→ DATA SHOWN:
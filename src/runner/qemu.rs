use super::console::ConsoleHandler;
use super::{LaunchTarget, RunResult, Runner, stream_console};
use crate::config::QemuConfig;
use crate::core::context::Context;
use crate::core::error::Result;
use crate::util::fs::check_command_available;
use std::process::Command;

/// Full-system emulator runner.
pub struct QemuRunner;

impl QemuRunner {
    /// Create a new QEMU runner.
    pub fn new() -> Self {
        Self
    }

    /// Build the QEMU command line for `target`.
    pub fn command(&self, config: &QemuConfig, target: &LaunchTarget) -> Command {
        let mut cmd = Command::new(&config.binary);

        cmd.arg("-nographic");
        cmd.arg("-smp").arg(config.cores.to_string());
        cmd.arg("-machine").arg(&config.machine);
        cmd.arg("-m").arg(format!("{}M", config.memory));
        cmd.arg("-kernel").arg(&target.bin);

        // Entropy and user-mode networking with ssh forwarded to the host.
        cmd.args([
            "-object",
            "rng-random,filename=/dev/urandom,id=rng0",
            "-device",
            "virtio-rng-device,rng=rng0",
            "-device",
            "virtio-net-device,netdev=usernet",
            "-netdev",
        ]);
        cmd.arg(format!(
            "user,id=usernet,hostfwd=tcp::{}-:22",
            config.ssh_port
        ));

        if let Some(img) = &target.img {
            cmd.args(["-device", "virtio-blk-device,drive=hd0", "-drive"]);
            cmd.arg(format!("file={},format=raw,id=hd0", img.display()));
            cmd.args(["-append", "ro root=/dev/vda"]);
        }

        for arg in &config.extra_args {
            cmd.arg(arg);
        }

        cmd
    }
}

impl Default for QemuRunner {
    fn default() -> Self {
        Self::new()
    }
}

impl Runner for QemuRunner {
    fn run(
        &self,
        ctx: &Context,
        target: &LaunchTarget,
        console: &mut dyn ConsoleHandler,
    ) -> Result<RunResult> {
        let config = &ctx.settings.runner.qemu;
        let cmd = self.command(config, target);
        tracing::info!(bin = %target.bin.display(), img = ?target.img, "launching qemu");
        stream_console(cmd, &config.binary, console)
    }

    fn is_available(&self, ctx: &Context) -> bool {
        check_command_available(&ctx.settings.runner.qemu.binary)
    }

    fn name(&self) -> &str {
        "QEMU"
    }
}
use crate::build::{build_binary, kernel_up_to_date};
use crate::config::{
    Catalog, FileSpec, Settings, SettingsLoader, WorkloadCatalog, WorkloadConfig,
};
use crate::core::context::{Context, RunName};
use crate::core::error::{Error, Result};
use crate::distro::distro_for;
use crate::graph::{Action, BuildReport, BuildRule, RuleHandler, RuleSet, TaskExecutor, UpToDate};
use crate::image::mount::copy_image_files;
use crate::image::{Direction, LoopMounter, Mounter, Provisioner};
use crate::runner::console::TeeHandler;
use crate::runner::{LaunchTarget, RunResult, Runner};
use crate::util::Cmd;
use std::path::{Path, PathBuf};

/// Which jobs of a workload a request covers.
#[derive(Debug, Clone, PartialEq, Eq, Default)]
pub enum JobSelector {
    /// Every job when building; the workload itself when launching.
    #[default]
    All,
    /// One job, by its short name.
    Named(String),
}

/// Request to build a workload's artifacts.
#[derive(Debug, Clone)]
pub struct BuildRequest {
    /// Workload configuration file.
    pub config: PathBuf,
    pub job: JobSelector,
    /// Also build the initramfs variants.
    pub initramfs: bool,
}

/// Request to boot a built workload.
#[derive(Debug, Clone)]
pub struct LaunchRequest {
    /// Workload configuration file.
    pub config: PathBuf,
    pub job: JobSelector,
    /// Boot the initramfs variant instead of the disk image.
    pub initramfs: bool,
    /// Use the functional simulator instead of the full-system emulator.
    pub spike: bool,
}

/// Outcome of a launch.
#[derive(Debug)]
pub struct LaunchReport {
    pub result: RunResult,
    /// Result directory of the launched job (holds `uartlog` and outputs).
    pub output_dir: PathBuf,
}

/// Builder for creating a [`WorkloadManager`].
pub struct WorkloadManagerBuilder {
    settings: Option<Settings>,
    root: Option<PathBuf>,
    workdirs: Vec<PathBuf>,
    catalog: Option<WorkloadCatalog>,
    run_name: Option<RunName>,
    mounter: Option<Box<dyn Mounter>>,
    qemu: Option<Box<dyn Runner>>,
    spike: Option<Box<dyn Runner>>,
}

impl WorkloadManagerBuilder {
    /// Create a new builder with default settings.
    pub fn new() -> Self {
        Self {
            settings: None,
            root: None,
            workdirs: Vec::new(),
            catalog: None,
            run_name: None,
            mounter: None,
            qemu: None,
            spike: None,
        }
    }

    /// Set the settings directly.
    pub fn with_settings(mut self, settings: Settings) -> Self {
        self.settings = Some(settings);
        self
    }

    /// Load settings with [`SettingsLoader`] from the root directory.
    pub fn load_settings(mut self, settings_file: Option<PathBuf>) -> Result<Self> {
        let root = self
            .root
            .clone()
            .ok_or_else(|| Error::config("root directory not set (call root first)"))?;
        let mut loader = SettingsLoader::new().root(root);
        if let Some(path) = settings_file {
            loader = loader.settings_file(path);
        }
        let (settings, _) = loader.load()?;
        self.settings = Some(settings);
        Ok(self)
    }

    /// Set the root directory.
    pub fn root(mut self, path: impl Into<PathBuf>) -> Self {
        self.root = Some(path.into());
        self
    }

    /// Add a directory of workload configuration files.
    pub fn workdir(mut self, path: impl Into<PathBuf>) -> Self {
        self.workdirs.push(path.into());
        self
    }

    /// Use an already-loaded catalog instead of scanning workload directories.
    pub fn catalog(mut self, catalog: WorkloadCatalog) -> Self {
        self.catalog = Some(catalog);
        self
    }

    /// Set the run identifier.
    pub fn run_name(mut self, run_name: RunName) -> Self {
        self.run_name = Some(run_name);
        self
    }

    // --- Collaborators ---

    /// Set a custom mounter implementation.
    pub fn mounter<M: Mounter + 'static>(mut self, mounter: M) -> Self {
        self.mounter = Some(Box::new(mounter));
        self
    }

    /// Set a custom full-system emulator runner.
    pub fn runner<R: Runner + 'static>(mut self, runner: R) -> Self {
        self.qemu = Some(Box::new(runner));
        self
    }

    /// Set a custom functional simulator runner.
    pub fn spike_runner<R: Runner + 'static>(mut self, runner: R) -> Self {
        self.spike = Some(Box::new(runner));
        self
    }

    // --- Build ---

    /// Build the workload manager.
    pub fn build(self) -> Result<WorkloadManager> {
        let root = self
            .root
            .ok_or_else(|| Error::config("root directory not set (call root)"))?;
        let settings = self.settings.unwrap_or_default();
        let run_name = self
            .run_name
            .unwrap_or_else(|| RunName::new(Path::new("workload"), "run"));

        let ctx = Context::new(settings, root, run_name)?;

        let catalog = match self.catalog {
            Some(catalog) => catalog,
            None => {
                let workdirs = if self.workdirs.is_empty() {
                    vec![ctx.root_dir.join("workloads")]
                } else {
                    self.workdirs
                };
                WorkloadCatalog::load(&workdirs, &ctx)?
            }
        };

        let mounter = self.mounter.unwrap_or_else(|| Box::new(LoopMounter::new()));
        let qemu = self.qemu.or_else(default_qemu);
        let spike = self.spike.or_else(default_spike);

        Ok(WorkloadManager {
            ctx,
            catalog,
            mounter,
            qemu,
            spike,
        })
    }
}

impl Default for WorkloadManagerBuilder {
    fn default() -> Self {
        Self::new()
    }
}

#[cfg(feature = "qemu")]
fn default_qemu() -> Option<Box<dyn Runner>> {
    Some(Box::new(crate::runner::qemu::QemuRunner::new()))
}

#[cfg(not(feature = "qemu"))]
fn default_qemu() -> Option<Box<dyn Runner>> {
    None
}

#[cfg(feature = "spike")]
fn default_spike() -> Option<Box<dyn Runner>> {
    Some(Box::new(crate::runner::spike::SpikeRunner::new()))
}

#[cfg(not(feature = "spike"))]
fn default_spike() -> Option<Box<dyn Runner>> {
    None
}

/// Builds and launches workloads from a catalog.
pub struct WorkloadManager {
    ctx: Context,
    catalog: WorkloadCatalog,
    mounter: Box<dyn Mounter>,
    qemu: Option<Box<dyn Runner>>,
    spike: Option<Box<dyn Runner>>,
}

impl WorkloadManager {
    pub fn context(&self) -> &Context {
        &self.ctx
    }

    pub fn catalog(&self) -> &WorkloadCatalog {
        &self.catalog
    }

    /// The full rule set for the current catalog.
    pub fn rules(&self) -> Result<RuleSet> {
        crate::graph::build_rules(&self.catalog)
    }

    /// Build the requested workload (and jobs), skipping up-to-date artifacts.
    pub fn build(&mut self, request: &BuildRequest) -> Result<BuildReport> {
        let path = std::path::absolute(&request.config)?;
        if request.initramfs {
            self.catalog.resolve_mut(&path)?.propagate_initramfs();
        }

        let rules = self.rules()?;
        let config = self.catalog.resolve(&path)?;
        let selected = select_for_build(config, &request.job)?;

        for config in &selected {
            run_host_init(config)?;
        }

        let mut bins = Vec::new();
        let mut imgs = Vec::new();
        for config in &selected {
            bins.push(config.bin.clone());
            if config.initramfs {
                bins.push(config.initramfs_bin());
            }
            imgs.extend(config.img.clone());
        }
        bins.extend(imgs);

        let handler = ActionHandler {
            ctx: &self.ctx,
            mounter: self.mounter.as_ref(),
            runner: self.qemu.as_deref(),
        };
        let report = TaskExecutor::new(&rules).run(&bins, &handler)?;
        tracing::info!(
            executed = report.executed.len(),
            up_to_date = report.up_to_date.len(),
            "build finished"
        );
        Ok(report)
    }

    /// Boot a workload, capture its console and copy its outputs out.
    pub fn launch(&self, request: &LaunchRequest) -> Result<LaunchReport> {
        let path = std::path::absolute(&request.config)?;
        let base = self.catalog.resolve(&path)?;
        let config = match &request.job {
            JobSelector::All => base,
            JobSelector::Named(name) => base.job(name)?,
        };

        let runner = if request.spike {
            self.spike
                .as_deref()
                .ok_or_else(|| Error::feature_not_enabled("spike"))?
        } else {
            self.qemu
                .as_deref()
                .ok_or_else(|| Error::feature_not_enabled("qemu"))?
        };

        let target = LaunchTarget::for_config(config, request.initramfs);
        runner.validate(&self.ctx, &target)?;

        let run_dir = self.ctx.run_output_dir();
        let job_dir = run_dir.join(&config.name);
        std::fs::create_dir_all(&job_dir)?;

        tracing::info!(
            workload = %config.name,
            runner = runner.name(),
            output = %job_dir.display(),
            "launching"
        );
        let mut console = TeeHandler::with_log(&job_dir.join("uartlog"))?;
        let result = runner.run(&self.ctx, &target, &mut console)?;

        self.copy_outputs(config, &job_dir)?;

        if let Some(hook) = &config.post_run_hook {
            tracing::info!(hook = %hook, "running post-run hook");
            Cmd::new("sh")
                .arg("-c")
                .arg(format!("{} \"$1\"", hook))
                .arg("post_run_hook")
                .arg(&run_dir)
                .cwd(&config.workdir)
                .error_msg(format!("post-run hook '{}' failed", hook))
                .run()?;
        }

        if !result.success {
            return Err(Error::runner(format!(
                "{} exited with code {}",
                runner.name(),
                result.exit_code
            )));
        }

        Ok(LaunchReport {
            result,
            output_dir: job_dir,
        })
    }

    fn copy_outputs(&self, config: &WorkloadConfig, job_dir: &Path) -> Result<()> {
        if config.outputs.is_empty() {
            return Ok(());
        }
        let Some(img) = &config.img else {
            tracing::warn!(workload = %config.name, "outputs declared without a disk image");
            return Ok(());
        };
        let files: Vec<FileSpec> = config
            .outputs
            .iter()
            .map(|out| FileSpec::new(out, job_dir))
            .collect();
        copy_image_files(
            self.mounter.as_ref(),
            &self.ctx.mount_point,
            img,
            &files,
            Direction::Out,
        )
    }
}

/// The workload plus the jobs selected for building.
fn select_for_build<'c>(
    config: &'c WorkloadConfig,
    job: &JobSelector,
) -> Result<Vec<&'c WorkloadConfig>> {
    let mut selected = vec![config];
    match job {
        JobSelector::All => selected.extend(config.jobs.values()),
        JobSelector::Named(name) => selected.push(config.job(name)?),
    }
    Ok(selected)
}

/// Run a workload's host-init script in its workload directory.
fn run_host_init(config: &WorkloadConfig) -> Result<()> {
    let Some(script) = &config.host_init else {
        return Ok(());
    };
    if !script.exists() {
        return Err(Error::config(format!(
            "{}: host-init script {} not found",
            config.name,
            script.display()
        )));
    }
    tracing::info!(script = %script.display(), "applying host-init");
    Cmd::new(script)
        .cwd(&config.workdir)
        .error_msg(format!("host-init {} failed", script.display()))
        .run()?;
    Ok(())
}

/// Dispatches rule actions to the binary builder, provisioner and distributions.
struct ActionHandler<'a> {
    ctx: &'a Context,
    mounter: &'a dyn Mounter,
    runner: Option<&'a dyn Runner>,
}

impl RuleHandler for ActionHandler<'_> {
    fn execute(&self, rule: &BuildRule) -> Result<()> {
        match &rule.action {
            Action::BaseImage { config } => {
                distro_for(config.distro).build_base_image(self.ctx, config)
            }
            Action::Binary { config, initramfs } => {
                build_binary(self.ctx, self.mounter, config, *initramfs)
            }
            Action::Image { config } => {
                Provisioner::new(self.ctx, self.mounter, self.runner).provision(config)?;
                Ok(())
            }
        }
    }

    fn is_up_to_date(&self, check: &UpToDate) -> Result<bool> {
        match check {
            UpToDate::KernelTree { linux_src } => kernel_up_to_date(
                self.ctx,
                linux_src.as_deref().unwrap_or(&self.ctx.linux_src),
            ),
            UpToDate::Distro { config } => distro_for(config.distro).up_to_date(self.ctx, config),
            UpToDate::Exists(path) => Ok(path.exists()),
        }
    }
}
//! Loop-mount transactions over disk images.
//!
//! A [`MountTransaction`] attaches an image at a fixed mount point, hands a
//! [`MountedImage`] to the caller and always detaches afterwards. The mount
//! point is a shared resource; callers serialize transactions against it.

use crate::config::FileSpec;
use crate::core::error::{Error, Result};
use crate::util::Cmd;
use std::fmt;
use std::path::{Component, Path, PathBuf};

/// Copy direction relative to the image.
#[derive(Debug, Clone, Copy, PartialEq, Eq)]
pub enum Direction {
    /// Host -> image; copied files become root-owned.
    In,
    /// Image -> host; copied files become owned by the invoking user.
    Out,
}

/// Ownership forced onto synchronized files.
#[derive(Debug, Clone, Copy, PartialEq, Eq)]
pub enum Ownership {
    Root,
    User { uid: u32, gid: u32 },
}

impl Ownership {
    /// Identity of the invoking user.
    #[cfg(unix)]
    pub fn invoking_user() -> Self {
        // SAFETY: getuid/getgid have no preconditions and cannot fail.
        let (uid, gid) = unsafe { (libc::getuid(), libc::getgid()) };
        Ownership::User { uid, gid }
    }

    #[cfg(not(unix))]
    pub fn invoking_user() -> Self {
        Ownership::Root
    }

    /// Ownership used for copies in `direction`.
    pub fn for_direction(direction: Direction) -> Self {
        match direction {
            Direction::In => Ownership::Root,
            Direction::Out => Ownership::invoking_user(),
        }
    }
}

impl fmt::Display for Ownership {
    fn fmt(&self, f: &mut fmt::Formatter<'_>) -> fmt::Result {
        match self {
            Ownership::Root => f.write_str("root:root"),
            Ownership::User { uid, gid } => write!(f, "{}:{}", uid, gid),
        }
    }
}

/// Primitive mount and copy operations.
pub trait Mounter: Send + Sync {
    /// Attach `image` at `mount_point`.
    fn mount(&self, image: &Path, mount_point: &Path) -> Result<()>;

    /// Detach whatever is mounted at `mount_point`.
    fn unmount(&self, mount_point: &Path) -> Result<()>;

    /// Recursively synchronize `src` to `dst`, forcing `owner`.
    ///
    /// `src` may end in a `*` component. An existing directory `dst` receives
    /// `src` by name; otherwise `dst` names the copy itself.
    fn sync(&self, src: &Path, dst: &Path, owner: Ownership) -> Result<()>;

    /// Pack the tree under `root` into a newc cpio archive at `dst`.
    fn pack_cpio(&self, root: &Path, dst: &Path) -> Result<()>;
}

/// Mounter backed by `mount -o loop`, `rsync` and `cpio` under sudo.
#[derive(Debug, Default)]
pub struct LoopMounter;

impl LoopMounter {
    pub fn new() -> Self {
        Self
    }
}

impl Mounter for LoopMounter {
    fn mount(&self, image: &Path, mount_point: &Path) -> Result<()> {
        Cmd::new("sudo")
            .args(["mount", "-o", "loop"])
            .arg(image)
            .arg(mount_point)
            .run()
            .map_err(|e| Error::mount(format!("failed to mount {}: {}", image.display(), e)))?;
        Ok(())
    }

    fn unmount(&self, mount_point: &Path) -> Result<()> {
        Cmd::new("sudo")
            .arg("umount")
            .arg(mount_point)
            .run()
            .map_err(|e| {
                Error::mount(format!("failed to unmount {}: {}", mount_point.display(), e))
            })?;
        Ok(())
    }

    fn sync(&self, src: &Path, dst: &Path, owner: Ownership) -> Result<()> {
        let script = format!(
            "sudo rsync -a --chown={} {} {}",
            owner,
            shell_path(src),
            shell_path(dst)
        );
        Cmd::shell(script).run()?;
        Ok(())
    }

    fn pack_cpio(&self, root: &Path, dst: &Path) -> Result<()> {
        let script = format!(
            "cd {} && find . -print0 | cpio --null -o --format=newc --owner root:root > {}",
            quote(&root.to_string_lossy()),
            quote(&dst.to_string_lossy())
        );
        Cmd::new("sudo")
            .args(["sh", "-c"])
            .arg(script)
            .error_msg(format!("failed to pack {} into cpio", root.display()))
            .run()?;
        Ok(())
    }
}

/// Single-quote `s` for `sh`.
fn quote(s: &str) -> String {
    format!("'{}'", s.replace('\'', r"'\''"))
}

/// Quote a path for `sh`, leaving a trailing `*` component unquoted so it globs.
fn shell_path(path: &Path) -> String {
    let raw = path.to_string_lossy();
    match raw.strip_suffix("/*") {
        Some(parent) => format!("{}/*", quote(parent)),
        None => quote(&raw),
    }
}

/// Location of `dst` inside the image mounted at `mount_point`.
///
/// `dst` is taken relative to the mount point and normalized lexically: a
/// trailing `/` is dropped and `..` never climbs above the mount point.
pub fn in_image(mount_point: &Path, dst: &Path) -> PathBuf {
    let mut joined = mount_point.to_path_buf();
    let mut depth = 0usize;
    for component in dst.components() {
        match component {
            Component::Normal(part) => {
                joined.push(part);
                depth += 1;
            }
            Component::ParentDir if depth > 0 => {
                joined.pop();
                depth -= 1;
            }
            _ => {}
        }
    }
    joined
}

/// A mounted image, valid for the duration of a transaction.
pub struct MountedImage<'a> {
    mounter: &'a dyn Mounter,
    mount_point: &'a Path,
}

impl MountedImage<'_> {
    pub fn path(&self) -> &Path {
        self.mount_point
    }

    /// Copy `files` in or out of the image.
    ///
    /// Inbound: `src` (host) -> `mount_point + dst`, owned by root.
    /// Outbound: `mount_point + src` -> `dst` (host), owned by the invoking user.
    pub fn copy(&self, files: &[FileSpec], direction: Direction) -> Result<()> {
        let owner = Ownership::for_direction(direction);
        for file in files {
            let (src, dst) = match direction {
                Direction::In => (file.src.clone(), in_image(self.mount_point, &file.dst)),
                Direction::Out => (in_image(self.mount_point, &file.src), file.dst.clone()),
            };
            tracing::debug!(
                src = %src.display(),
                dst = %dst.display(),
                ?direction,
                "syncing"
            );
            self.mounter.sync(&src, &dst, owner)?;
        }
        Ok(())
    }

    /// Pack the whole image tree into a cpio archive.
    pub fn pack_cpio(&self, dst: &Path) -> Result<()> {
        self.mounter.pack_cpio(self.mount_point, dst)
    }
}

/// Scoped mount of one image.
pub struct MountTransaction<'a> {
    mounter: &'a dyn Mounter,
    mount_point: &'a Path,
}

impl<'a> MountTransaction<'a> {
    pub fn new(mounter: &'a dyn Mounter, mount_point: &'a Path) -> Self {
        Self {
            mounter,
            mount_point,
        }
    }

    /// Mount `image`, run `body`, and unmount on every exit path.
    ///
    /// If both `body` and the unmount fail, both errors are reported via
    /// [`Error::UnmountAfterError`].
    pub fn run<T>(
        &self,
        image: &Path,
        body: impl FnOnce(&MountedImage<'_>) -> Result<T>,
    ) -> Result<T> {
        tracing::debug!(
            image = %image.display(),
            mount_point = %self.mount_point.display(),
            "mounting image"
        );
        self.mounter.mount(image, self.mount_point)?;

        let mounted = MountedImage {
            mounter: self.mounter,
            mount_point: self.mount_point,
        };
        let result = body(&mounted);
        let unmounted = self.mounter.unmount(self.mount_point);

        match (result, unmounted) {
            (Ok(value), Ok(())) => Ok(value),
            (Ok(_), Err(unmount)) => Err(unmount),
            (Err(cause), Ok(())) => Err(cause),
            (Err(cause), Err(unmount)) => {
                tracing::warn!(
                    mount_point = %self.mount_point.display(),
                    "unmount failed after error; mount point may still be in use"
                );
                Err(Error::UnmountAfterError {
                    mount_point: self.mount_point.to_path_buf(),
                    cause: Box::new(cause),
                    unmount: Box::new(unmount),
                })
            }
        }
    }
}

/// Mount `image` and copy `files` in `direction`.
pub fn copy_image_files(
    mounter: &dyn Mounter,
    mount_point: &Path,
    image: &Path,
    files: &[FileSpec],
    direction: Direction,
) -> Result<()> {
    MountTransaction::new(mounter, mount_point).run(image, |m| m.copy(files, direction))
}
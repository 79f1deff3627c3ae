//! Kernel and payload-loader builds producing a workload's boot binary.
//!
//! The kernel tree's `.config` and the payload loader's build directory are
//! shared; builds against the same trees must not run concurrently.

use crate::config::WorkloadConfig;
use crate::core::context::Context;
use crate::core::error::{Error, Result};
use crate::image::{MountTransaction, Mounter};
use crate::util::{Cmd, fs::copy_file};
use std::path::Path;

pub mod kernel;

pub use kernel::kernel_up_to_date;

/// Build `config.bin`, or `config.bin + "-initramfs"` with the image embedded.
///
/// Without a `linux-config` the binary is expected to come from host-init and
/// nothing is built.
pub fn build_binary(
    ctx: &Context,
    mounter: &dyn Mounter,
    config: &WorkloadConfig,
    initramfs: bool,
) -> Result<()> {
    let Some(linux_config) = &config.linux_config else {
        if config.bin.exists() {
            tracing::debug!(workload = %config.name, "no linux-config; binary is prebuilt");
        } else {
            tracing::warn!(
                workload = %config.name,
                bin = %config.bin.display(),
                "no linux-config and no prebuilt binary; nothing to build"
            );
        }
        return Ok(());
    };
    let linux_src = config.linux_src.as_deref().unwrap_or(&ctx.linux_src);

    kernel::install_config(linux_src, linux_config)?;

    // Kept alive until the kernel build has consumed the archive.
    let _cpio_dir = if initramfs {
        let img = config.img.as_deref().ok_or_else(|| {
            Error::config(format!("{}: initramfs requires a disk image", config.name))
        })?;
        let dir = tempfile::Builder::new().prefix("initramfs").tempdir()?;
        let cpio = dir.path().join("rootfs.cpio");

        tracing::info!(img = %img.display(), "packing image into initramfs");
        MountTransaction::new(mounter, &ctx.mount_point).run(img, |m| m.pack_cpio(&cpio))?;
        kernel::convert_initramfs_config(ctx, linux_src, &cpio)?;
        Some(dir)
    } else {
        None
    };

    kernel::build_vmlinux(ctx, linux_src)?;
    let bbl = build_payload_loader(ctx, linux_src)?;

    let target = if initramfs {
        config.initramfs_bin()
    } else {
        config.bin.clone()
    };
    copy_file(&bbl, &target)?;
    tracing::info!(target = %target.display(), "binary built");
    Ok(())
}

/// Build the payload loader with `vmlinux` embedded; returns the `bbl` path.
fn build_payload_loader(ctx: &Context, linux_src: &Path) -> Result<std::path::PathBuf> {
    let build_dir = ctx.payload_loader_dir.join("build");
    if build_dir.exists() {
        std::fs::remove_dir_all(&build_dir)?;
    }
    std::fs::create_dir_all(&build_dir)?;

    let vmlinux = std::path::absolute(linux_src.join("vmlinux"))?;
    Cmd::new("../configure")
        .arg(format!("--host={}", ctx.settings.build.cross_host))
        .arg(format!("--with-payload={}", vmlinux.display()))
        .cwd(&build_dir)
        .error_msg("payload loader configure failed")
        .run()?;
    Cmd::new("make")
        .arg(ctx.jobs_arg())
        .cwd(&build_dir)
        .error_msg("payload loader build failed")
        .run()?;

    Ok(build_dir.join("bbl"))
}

→ ASSIGNMENT: Reproduce each line of the records in which "device" appears.

→ YOUR RESPONSE:
            "-device",
            "virtio-rng-device,rng=rng0",
            "-device",
            "virtio-net-device,netdev=usernet",
            cmd.args(["-device", "virtio-blk-device,drive=hd0", "-drive"]);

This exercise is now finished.